With reference to Figs. 2-4, socket head receiving recess 48 can be a generally square or rectangular socket receptacle 52 formed in a tool engaging insert 53 fixed to the base 28 in a manner that helps distribute force and torque applied by the wrench 36 during filter removal. Where an insert is used, insert 53 is generally X-shaped having a plurality of pairs of elongate anchor arms 54, 56, 58, and 60 that radiate outwardly from a hub 62 in which socket 52 is disposed. Arms 54, 56, 58 and 60 are fixed to the base 28, such as by being formed in place with the base 28 or in a subsequent operation, distributing applied force and torque along their length. As is shown in Fig. 3, base 28 can be formed with a generally X- shaped recess 64 having a pair of intersecting channels 65, 67 defining a shape generally complementary to the insert 53. Insert 53 can be adhesively attached or otherwise fixed within the insert-receiving recess 64, such as in a separate operation, e.g., molding operation, or the like. Insert 53 can be made of a metallic material, such as a tool steel or the like, and can be hardened, such as in the region of the socket 52, providing increased strength and/or wear resistance.

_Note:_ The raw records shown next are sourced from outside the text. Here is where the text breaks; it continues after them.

//! Download event bus
//!
//! Publish/subscribe channel between the download task and any number of
//! presenters. Each subscriber gets its own unbounded queue, so a slow
//! consumer never stalls the transfer, and events from one download reach
//! each subscriber in publish order.

use serde::Serialize;
use std::collections::HashMap;
use std::path::PathBuf;
use std::sync::atomic::{AtomicU64, Ordering};
use std::sync::{Arc, Mutex, PoisonError};
use tokio::sync::mpsc;
use tracing::trace;

/// Per-chunk progress snapshot.
#[derive(Debug, Clone, PartialEq, Eq, Serialize)]
#[serde(rename_all = "camelCase")]
pub struct DownloadProgress {
    pub download_id: u64,
    pub bytes_received: u64,
    /// `Content-Length` of the response, `0` when the server sent none.
    pub total_bytes: u64,
    /// 0 to 100. Stays 0 for an unknown total until the transfer completes.
    pub percent: u8,
    /// Smoothed bytes per second.
    pub speed: u64,
}

impl DownloadProgress {
    /// Percentage for `received` out of `total`, clamped to 0..=100.
    #[must_use]
    pub fn percent_of(received: u64, total: u64) -> u8 {
        if total == 0 {
            return 0;
        }
        let pct = (u128::from(received) * 100) / u128::from(total);
        pct.min(100) as u8
    }
}

#[derive(Debug, Clone, PartialEq, Eq, Serialize)]
#[serde(tag = "event", rename_all = "kebab-case")]
pub enum UpdateEvent {
    DownloadProgress(DownloadProgress),
    #[serde(rename_all = "camelCase")]
    DownloadComplete {
        download_id: u64,
        success: bool,
        download_path: Option<PathBuf>,
        error: Option<String>,
    },
    #[serde(rename_all = "camelCase")]
    DownloadCancelled {
        download_id: u64,
    },
}

impl UpdateEvent {
    /// Channel name the desktop shell uses for this event.
    #[must_use]
    pub const fn name(&self) -> &'static str {
        match self {
            Self::DownloadProgress(_) => "download-progress",
            Self::DownloadComplete {
                ..
            } => "download-complete",
            Self::DownloadCancelled {
                ..
            } => "download-cancelled",
        }
    }

    #[must_use]
    pub const fn download_id(&self) -> u64 {
        match self {
            Self::DownloadProgress(p) => p.download_id,
            Self::DownloadComplete {
                download_id,
                ..
            }
            | Self::DownloadCancelled {
                download_id,
            } => *download_id,
        }
    }

    /// Whether this is the last event of a download.
    #[must_use]
    pub const fn is_terminal(&self) -> bool {
        !matches!(self, Self::DownloadProgress(_))
    }
}

#[derive(Debug, Clone, Copy, PartialEq, Eq, Hash)]
pub struct SubscriptionId(u64);

/// Receiving end handed out by [`EventBus::subscribe`].
///
/// Dropping the subscription is equivalent to unsubscribing; the bus prunes
/// closed queues on the next publish.
pub struct Subscription {
    id: SubscriptionId,
    receiver: mpsc::UnboundedReceiver<UpdateEvent>,
}

impl Subscription {
    #[must_use]
    pub const fn id(&self) -> SubscriptionId {
        self.id
    }

    /// Wait for the next event; `None` once unsubscribed and drained.
    pub async fn recv(&mut self) -> Option<UpdateEvent> {
        self.receiver.recv().await
    }

    pub fn try_recv(&mut self) -> Option<UpdateEvent> {
        self.receiver.try_recv().ok()
    }
}

#[derive(Default)]
struct Subscribers {
    senders: HashMap<SubscriptionId, mpsc::UnboundedSender<UpdateEvent>>,
}

#[derive(Clone, Default)]
pub struct EventBus {
    subscribers: Arc<Mutex<Subscribers>>,
    next_id: Arc<AtomicU64>,
}

impl EventBus {
    pub fn new() -> Self {
        Self::default()
    }

    pub fn subscribe(&self) -> Subscription {
        let id = SubscriptionId(self.next_id.fetch_add(1, Ordering::Relaxed));
        let (sender, receiver) = mpsc::unbounded_channel();
        self.lock().senders.insert(id, sender);
        Subscription {
            id,
            receiver,
        }
    }

    /// Stop delivery to `id`. Returns `false` if it was not subscribed.
    pub fn unsubscribe(&self, id: SubscriptionId) -> bool {
        self.lock().senders.remove(&id).is_some()
    }

    pub fn publish(&self, event: UpdateEvent) {
        trace!("Publishing {} for download {}", event.name(), event.download_id());
        self.lock().senders.retain(|_, sender| sender.send(event.clone()).is_ok());
    }

    #[must_use]
    pub fn subscriber_count(&self) -> usize {
        self.lock().senders.len()
    }

    fn lock(&self) -> std::sync::MutexGuard<'_, Subscribers> {
        self.subscribers.lock().unwrap_or_else(PoisonError::into_inner)
    }
}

With reference to Figs. 1, 2, 5 and 6-9, the oil filter engaging receptacle 30 can be defined by an inner sidewall surface 66 of the base sidewall 38 that is three dimensionally contoured for securely gripping oil filter 24. The inner surface 66 is generally annular and has at least a plurality of pairs, i.e., at least three, filter engaging flats 68 arranged about its periphery in a manner where at least a plurality of the flats 68 bear against a corresponding flat 70 formed in an outer housing or can 72 of the oil filter 24 (shown in phantom in Fig. 5) when the filter 24 is received in receptacle 30 enabling torque transfer from wrench 36 to the filter 24.

Adjacent the oil filter gripping surface 66 of the base 28 is an interiorly disposed recessed end wall surface 74 that is spaced axially outwardly from an end wall 76 (Fig. 1) of oil filter 24 received in receptacle 30 a sufficient distance to define an oil collecting reservoir 78 in which excess or spilled oil can flow during changing the filter 24. Inner base end wall surface 74 is spaced from oil filter end wall 76 when filter 24 is received in receptacle 30 a sufficient distance so as to define a reservoir 78 capable of holding at least a plurality of ounces of oil. Although base end wall surface 74 is generally frustum shaped or

frustoconical, other shapes and configurations are contemplated.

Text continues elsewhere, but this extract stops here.